Only the lines from the start of the data through the one containing "which the next page" belong in your answer; return them exactly.

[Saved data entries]
# # # # #
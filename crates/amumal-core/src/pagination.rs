use std::future::Future;
use std::sync::{Arc, Mutex, MutexGuard, PoisonError};

use tokio::sync::watch;

use crate::error::FetchError;

/// Remaining distance to the bottom, in view units, at which the next page
/// is requested.
pub const SCROLL_THRESHOLD: f64 = 200.0;

/// One page as returned by the source.
#[derive(Debug, Clone, PartialEq)]
pub struct Page<T> {
    pub items: Vec<T>,
    /// Cursor for the following page; `None` when the list is complete.
    pub next_cursor: Option<u64>,
}

/// Fetches pages of items starting after a cursor.
pub trait PageSource: Send + Sync {
    type Item: Clone + Send + Sync;

    fn fetch_page(
        &self,
        cursor: u64,
        count: u32,
    ) -> impl Future<Output = Result<Page<Self::Item>, FetchError>> + Send;
}

/// Why a loader stopped for good.
#[derive(Debug, Clone, PartialEq, Eq)]
pub enum Exhaustion {
    NoMorePages,
    Failed(String),
}

#[derive(Debug, Clone, PartialEq, Eq)]
pub enum LoaderPhase {
    Idle,
    Fetching,
    Exhausted(Exhaustion),
}

impl LoaderPhase {
    pub fn is_exhausted(&self) -> bool {
        matches!(self, LoaderPhase::Exhausted(_))
    }
}

/// Observable snapshot of a loader.
#[derive(Debug, Clone, PartialEq, Eq)]
pub struct LoaderStatus {
    pub phase: LoaderPhase,
    pub cursor: u64,
    pub item_count: usize,
}

#[derive(Debug, Clone, Copy, PartialEq, Eq)]
pub enum SkipReason {
    InFlight,
    Exhausted,
    NotNearBottom,
}

/// Result of one `load_more` call.
#[derive(Debug, Clone, PartialEq, Eq)]
pub enum LoadOutcome {
    /// Items appended; more pages may follow.
    Loaded { appended: usize },
    /// Items appended and the list is complete.
    ReachedEnd { appended: usize },
    /// The fetch failed; the loader is now exhausted.
    Failed(FetchError),
    /// No request was issued.
    Skipped(SkipReason),
}

/// Scroll position of the list view.
#[derive(Debug, Clone, Copy, PartialEq)]
pub struct ScrollMetrics {
    pub viewport_height: f64,
    pub scroll_offset: f64,
    pub content_height: f64,
}

impl ScrollMetrics {
    /// Unscrolled distance below the viewport.
    pub fn remaining(&self) -> f64 {
        self.content_height - (self.viewport_height + self.scroll_offset)
    }
}

/// Advisory trigger: true when the view is within `threshold` of the end.
pub fn should_load_more(metrics: &ScrollMetrics, threshold: f64) -> bool {
    metrics.remaining() <= threshold
}

struct LoaderState<T> {
    cursor: u64,
    phase: LoaderPhase,
    items: Vec<T>,
    requests: u64,
}

/// Cursor-driven incremental list loader with single-flight fetches.
///
/// The cursor only moves forward and only after a successful page.
/// Exhaustion is terminal for the loader's lifetime; a failed page counts
/// as exhaustion and is reported once through [`LoadOutcome::Failed`].
pub struct CursorPaginationLoader<S: PageSource> {
    source: Arc<S>,
    page_size: u32,
    scroll_threshold: f64,
    state: Mutex<LoaderState<S::Item>>,
    status_tx: watch::Sender<LoaderStatus>,
}

impl<S: PageSource> CursorPaginationLoader<S> {
    pub fn new(source: Arc<S>, page_size: u32) -> Self {
        let (status_tx, _) = watch::channel(LoaderStatus {
            phase: LoaderPhase::Idle,
            cursor: 0,
            item_count: 0,
        });
        Self {
            source,
            page_size,
            scroll_threshold: SCROLL_THRESHOLD,
            state: Mutex::new(LoaderState {
                cursor: 0,
                phase: LoaderPhase::Idle,
                items: Vec::new(),
                requests: 0,
            }),
            status_tx,
        }
    }

    pub fn with_scroll_threshold(mut self, threshold: f64) -> Self {
        self.scroll_threshold = threshold;
        self
    }

    pub fn page_size(&self) -> u32 {
        self.page_size
    }

    pub fn cursor(&self) -> u64 {
        self.lock().cursor
    }

    pub fn phase(&self) -> LoaderPhase {
        self.lock().phase.clone()
    }

    pub fn is_exhausted(&self) -> bool {
        self.lock().phase.is_exhausted()
    }

    /// Items in server order, across all pages loaded so far.
    pub fn items(&self) -> Vec<S::Item> {
        self.lock().items.clone()
    }

    pub fn status(&self) -> LoaderStatus {
        let state = self.lock();
        snapshot(&state)
    }

    pub fn subscribe(&self) -> watch::Receiver<LoaderStatus> {
        self.status_tx.subscribe()
    }

    /// Fetch the next page unless a fetch is already running or the list
    /// is exhausted. Concurrent callers collapse onto the running fetch.
    pub async fn load_more(&self) -> LoadOutcome {
        let (cursor, token) = {
            let mut state = self.lock();
            match state.phase {
                LoaderPhase::Fetching => return LoadOutcome::Skipped(SkipReason::InFlight),
                LoaderPhase::Exhausted(_) => {
                    return LoadOutcome::Skipped(SkipReason::Exhausted)
                }
                LoaderPhase::Idle => {}
            }
            state.phase = LoaderPhase::Fetching;
            state.requests += 1;
            (state.cursor, state.requests)
        };
        self.publish();

        let mut guard = InFlight {
            loader: self,
            armed: true,
        };
        tracing::debug!(cursor, count = self.page_size, "fetching page");
        let result = self.source.fetch_page(cursor, self.page_size).await;
        guard.armed = false;

        let outcome = {
            let mut state = self.lock();
            if state.requests != token {
                tracing::debug!(token, "discarding superseded page");
                return LoadOutcome::Skipped(SkipReason::InFlight);
            }

            match result {
                Ok(page) => {
                    let appended = page.items.len();
                    state.items.extend(page.items);
                    match page.next_cursor {
                        Some(next) if next > state.cursor => {
                            state.cursor = next;
                            state.phase = LoaderPhase::Idle;
                            LoadOutcome::Loaded { appended }
                        }
                        _ => {
                            state.phase = LoaderPhase::Exhausted(Exhaustion::NoMorePages);
                            LoadOutcome::ReachedEnd { appended }
                        }
                    }
                }
                Err(e) => {
                    tracing::warn!(cursor, error = %e, "page fetch failed");
                    state.phase = LoaderPhase::Exhausted(Exhaustion::Failed(e.to_string()));
                    LoadOutcome::Failed(e)
                }
            }
        };
        self.publish();
        outcome
    }

    /// Scroll hook: loads the next page when the view is near the end.
    pub async fn load_more_on_scroll(&self, metrics: &ScrollMetrics) -> LoadOutcome {
        match self.phase() {
            LoaderPhase::Fetching => return LoadOutcome::Skipped(SkipReason::InFlight),
            LoaderPhase::Exhausted(_) => return LoadOutcome::Skipped(SkipReason::Exhausted),
            LoaderPhase::Idle => {}
        }
        if !should_load_more(metrics, self.scroll_threshold) {
            return LoadOutcome::Skipped(SkipReason::NotNearBottom);
        }
        self.load_more().await
    }

    fn lock(&self) -> MutexGuard<'_, LoaderState<S::Item>> {
        self.state.lock().unwrap_or_else(PoisonError::into_inner)
    }

    fn publish(&self) {
        let status = self.status();
        self.status_tx.send_replace(status);
    }
}

fn snapshot<T>(state: &LoaderState<T>) -> LoaderStatus {
    LoaderStatus {
        phase: state.phase.clone(),
        cursor: state.cursor,
        item_count: state.items.len(),
    }
}

/// Returns the loader to `Idle` if a fetch future is dropped before the
/// response arrives, so the list is not stuck in `Fetching`.
struct InFlight<'a, S: PageSource> {
    loader: &'a CursorPaginationLoader<S>,
    armed: bool,
}

impl<S: PageSource> Drop for InFlight<'_, S> {
    fn drop(&mut self) {
        if !self.armed {
            return;
        }
        {
            let mut state = self.loader.lock();
            if state.phase == LoaderPhase::Fetching {
                state.phase = LoaderPhase::Idle;
            }
        }
        self.loader.publish();
    }
}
# # # # #
## Response for this exercise
filename crates/amumal-core/src/pagination.rs
use std::future::Future;
use std::sync::{Arc, Mutex, MutexGuard, PoisonError};

use tokio::sync::watch;

use crate::error::FetchError;

/// Remaining distance to the bottom, in view units, at which the next page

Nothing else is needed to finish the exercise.